### Problem details
Your task is to find every line of the data that holds the string "HtmlParse" and copy it.

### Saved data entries
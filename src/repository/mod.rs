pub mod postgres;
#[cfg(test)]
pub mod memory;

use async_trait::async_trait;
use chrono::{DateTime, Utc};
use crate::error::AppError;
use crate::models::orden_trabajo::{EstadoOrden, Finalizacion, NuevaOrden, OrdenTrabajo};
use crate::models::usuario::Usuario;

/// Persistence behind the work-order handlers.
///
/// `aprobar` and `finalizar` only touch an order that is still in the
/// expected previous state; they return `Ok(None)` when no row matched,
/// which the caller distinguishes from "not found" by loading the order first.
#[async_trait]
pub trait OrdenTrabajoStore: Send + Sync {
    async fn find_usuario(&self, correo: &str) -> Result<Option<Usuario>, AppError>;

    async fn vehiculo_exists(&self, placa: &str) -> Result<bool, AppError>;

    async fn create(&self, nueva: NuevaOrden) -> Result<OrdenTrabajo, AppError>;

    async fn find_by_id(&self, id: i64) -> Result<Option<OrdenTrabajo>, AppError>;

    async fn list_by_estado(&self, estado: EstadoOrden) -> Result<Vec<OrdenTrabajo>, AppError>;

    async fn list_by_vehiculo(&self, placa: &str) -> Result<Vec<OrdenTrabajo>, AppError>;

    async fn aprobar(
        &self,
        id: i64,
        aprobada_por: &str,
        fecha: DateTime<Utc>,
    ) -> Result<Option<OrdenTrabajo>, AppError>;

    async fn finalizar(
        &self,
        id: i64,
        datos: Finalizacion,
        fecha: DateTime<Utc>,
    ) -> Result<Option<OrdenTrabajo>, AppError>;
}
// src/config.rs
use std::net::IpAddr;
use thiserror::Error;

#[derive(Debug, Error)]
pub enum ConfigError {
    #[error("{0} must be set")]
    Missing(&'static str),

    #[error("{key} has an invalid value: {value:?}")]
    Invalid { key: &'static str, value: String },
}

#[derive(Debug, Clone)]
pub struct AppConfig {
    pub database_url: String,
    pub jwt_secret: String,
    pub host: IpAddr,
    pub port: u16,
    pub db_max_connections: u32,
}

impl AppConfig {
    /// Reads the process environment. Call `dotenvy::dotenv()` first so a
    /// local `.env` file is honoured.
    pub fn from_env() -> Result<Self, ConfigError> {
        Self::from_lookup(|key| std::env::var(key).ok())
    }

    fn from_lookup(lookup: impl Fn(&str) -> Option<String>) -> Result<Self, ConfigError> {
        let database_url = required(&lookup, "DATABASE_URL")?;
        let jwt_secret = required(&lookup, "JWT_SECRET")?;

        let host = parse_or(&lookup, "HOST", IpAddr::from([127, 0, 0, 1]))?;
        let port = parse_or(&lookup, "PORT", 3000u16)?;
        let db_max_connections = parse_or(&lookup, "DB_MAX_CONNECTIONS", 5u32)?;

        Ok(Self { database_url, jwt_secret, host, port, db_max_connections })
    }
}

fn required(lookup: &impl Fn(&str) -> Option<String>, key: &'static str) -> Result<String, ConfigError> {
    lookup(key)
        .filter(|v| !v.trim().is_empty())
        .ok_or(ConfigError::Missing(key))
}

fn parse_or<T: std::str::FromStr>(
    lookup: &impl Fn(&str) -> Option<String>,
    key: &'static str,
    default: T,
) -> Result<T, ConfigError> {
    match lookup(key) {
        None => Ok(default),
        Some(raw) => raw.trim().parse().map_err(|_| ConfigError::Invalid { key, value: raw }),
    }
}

* * *

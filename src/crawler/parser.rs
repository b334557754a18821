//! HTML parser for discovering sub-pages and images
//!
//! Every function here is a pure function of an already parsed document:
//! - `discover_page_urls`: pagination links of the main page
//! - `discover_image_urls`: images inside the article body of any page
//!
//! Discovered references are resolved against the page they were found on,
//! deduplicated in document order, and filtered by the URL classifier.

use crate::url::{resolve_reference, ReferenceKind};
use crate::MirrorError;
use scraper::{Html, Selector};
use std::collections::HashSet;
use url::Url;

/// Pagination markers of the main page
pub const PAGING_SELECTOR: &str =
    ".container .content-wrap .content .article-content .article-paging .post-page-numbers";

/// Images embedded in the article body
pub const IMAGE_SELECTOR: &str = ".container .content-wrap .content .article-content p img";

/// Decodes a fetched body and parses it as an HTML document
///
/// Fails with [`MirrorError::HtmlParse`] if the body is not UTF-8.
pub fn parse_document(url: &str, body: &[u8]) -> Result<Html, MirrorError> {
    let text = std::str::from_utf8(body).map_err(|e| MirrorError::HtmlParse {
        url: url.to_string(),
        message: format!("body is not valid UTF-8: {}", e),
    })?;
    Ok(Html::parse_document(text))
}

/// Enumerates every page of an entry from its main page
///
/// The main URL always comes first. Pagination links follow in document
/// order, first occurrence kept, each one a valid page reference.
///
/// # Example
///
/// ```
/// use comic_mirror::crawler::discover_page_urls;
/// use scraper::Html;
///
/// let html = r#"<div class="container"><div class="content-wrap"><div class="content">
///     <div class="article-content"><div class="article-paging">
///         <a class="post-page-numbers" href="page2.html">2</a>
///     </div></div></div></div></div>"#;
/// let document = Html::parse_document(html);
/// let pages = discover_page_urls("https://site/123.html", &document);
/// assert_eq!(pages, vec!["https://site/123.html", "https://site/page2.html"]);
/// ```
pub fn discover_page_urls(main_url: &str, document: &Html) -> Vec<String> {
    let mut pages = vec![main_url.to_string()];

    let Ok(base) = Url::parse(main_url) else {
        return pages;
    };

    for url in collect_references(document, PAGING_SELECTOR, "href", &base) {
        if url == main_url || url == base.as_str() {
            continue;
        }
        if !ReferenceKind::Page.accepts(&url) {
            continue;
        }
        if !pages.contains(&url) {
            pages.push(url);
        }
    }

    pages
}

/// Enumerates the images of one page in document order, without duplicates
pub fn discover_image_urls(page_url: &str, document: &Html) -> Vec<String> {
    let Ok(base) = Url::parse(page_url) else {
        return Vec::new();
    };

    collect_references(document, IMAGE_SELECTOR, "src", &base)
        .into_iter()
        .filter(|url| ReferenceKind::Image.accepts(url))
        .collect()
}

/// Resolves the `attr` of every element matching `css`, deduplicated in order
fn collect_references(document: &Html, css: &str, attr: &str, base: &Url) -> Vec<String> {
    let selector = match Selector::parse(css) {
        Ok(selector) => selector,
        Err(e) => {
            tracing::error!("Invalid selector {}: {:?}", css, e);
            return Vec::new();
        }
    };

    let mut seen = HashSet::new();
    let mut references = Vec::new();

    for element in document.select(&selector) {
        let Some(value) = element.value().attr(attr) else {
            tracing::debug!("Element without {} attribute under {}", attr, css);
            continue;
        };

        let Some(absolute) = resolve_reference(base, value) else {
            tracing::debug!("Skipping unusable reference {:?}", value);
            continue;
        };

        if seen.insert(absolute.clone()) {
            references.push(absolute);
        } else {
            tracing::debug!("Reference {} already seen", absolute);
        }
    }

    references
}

---

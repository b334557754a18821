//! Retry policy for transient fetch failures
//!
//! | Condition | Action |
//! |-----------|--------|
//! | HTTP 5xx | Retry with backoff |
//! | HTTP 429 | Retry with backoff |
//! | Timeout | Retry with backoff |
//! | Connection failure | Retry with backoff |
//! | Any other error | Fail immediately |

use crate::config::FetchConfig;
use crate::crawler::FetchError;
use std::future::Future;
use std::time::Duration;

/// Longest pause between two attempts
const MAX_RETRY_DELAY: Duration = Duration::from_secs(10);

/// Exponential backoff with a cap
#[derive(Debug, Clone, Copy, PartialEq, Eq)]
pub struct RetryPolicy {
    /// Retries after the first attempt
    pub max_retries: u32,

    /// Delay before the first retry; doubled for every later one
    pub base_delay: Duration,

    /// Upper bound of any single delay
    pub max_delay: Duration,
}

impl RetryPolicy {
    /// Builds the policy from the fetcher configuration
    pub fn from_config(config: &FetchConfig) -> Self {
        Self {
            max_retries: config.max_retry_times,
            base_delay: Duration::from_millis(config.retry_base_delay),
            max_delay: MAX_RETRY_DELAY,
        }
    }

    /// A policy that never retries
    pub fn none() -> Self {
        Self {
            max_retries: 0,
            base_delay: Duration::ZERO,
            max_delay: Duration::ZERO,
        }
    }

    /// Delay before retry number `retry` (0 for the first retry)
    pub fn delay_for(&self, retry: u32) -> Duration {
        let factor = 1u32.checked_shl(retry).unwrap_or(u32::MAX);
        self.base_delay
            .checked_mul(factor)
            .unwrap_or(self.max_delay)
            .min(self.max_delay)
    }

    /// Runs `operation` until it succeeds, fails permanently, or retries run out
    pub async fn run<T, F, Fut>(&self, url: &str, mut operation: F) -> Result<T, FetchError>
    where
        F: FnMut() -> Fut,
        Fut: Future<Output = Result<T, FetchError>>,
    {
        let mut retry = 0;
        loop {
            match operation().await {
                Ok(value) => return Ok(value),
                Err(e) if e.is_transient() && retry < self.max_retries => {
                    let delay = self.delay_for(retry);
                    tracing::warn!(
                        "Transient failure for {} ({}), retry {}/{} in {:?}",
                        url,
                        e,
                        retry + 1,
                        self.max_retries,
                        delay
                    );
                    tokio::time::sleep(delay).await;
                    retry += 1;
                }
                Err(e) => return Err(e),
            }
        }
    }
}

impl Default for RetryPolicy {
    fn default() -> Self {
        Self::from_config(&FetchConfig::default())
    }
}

### Written reply
/// Fails with [`MirrorError::HtmlParse`] if the body is not UTF-8.
    let text = std::str::from_utf8(body).map_err(|e| MirrorError::HtmlParse {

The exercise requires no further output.